According to the Confederation of British Industry (CBI), the UK’s private sector output expectations index fell to -30 in May from -21 in April which means that more firms now expect business activity to decline rather than grow, the weakest confidence reading since September 2022.
Tony Danker, Director-General of the CBI, said: ‘Higher labour costs, weak global demand, and trade tensions are putting companies under immense pressure. Firms are being forced to delay key decisions on recruitment and investment.’
Cost Pressures Squeeze Business Operations
The grim assessment comes as businesses grapple with a perfect storm of financial pressures that threaten to derail Britain’s economic recovery.
Employers are reeling from significant cost increases across multiple fronts. The National Living Wage jumped nearly 7% this year, whilst National Insurance Contributions surged by £25 billion from April. Energy bills and raw material prices continue their volatile trajectory, stretching cash flows to breaking point.
These mounting labour costs are pushing many companies to consider hiring freezes or even workforce reductions. ‘We’re pausing recruitment until at least the fourth quarter,’ said one survey respondent in the manufacturing sector. ‘We simply can’t absorb the current cost of expansion.’
Trade Tensions Disrupt Export Markets
Trade friction is adding another layer of complexity for British exporters. US tariffs on UK steel and aluminium, remnants of the Trump era that remain in force, have severely dented competitiveness abroad.
Maria, a Midlands-based exporter of construction components, noted: ‘US tariffs have added 15% to our export costs. That’s made it incredibly difficult to maintain our American client base, and we’ve already lost two key contracts.’
Mixed Signals from the Institute of Directors
While the CBI’s data signals growing pessimism, the Institute of Directors (IoD) offered a slightly more optimistic outlook. Its members reported a modest increase in optimism, though overall sentiment remains cautious. The IoD warned against excessive government spending, arguing that it could result in higher taxation to fund growing public debt.
Can the Bank of England Intervene?
The Bank of England now faces pressure to support growth by cutting interest rates. Some analysts expect the base rate to fall to between 3.5% and 3.75% by the end of the year if inflation continues to decline and the economic outlook weakens further.

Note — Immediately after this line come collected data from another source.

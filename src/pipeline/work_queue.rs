//! Bounded FIFO between the pacer and the writer thread.
//!
//! A full queue evicts its oldest item to admit the new one, so the producer
//! never blocks. Evictions are counted and logged on a thinning schedule.

use std::collections::VecDeque;
use std::sync::atomic::{AtomicU64, Ordering};
use std::sync::{Condvar, Mutex, MutexGuard, PoisonError};
use tracing::warn;

/// What happened to a pushed item.
#[derive(Debug, PartialEq, Eq)]
pub enum PushOutcome<T> {
    /// Queued without loss
    Queued,
    /// Queued; the returned oldest item was evicted to make room
    Evicted(T),
    /// Queue closed; the item was not queued
    Closed(T),
}

#[derive(Debug)]
struct Inner<T> {
    items: VecDeque<T>,
    closed: bool,
    high_water: usize,
}

/// Drop-oldest bounded queue with a blocking consumer side.
#[derive(Debug)]
pub struct WorkQueue<T> {
    name: String,
    capacity: usize,
    inner: Mutex<Inner<T>>,
    available: Condvar,
    overflow: AtomicU64,
}

/// Overflow events 1-10 are logged each, then every 10th until 100, then every 100th.
pub fn should_log_overflow(count: u64) -> bool {
    match count {
        0 => false,
        1..=10 => true,
        11..=100 => count % 10 == 0,
        _ => count % 100 == 0,
    }
}

impl<T> WorkQueue<T> {
    /// Create a queue holding at most `capacity` items (at least one).
    pub fn new(name: impl Into<String>, capacity: usize) -> Self {
        let capacity = capacity.max(1);
        Self {
            name: name.into(),
            capacity,
            inner: Mutex::new(Inner {
                items: VecDeque::with_capacity(capacity),
                closed: false,
                high_water: 0,
            }),
            available: Condvar::new(),
            overflow: AtomicU64::new(0),
        }
    }

    fn lock(&self) -> MutexGuard<'_, Inner<T>> {
        self.inner.lock().unwrap_or_else(PoisonError::into_inner)
    }

    /// Append an item, evicting the oldest one when full. Never blocks on the consumer.
    pub fn push(&self, item: T) -> PushOutcome<T> {
        let mut inner = self.lock();
        if inner.closed {
            return PushOutcome::Closed(item);
        }

        let evicted = if inner.items.len() >= self.capacity {
            inner.items.pop_front()
        } else {
            None
        };
        inner.items.push_back(item);
        inner.high_water = inner.high_water.max(inner.items.len());
        drop(inner);
        self.available.notify_one();

        match evicted {
            Some(old) => {
                let count = self.overflow.fetch_add(1, Ordering::Relaxed) + 1;
                if should_log_overflow(count) {
                    warn!(
                        queue = %self.name,
                        overflow = count,
                        capacity = self.capacity,
                        "Work queue full, evicted oldest item"
                    );
                }
                PushOutcome::Evicted(old)
            }
            None => PushOutcome::Queued,
        }
    }

    /// Block until an item is available. `None` once closed and empty.
    pub fn pop(&self) -> Option<T> {
        let mut inner = self.lock();
        loop {
            if let Some(item) = inner.items.pop_front() {
                return Some(item);
            }
            if inner.closed {
                return None;
            }
            inner = self
                .available
                .wait(inner)
                .unwrap_or_else(PoisonError::into_inner);
        }
    }

    /// Non-blocking pop.
    pub fn try_pop(&self) -> Option<T> {
        self.lock().items.pop_front()
    }

    /// Refuse further pushes and wake the consumer.
    pub fn close(&self) {
        self.lock().closed = true;
        self.available.notify_all();
    }

    /// Remove and return everything still queued.
    pub fn drain(&self) -> Vec<T> {
        self.lock().items.drain(..).collect()
    }

    /// Items currently queued.
    pub fn len(&self) -> usize {
        self.lock().items.len()
    }

    /// True when nothing is queued.
    pub fn is_empty(&self) -> bool {
        self.len() == 0
    }

    /// Largest depth ever observed.
    pub fn high_water(&self) -> usize {
        self.lock().high_water
    }

    /// Items evicted so far. Monotonic.
    pub fn overflow_count(&self) -> u64 {
        self.overflow.load(Ordering::Relaxed)
    }
}

#[cfg(test)]
mod tests {
    use super::*;
    use std::sync::Arc;
    use std::time::Duration;
    use tracing_test::traced_test;

    #[test]
    fn test_overflow_evicts_oldest() {
        let queue = WorkQueue::new("test", 3);
        for i in 0..3 {
            assert_eq!(queue.push(i), PushOutcome::Queued);
        }
        assert_eq!(queue.push(3), PushOutcome::Evicted(0));
        assert_eq!(queue.push(4), PushOutcome::Evicted(1));
        assert_eq!(queue.len(), 3);
        assert_eq!(queue.overflow_count(), 2);
        assert_eq!(queue.drain(), vec![2, 3, 4]);
    }

    #[test]
    fn test_never_exceeds_capacity() {
        let queue = WorkQueue::new("bound", 8);
        for i in 0..100 {
            queue.push(i);
            assert!(queue.len() <= 8);
        }
        assert_eq!(queue.high_water(), 8);
        assert_eq!(queue.overflow_count(), 92);
    }

    #[test]
    fn test_closed_queue_rejects_and_drains() {
        let queue = WorkQueue::new("closed", 4);
        queue.push(1);
        queue.close();
        assert_eq!(queue.push(2), PushOutcome::Closed(2));
        assert_eq!(queue.pop(), Some(1));
        assert_eq!(queue.pop(), None);
    }

    #[test]
    fn test_close_wakes_blocked_consumer() {
        let queue = Arc::new(WorkQueue::<u32>::new("wake", 4));
        let consumer = {
            let queue = queue.clone();
            std::thread::spawn(move || queue.pop())
        };
        std::thread::sleep(Duration::from_millis(20));
        queue.close();
        assert_eq!(consumer.join().unwrap(), None);
    }

    #[test]
    fn test_overflow_sampling_schedule() {
        let logged: Vec<u64> = (1..=1000).filter(|n| should_log_overflow(*n)).collect();
        assert_eq!(&logged[..10], &[1, 2, 3, 4, 5, 6, 7, 8, 9, 10]);
        assert!(logged.contains(&20));
        assert!(!logged.contains(&25));
        assert!(logged.contains(&100));
        assert!(!logged.contains(&150));
        assert!(logged.contains(&1000));
        assert_eq!(logged.len(), 10 + 9 + 9);
    }

    #[test]
    #[traced_test]
    fn test_overflow_logging_is_sampled() {
        let queue = WorkQueue::new("sampled", 1);
        queue.push(0u32);
        for i in 1..=250 {
            queue.push(i);
        }
        assert_eq!(queue.overflow_count(), 250);
        logs_assert(|lines: &[&str]| {
            let warnings = lines
                .iter()
                .filter(|line| line.contains("Work queue full"))
                .count();
            // 1..=10, 20..=100 step 10, 200
            if warnings == 20 {
                Ok(())
            } else {
                Err(format!("expected 20 overflow warnings, got {}", warnings))
            }
        });
    }
}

Although GDP growth beat expectations in the first quarter of 2025, recent indicators suggest that this momentum may not last. Business investment, in particular, is likely to slow if confidence remains low and borrowing costs remain high.
What This Means for UK Businesses and Workers
The coming months will test both businesses and workers as companies contemplate staff cuts and reduced hours to contain spiralling labour costs.
Export performance may remain subdued whilst trade frictions persist, and policy uncertainty continues discouraging long-term investment.
Clear government direction and supportive monetary policy will prove crucial in preventing a broader economic downturn.
Meanwhile, businesses must focus on efficiency improvements, digital transformation, and diversifying into alternative markets to weather the storm ahead.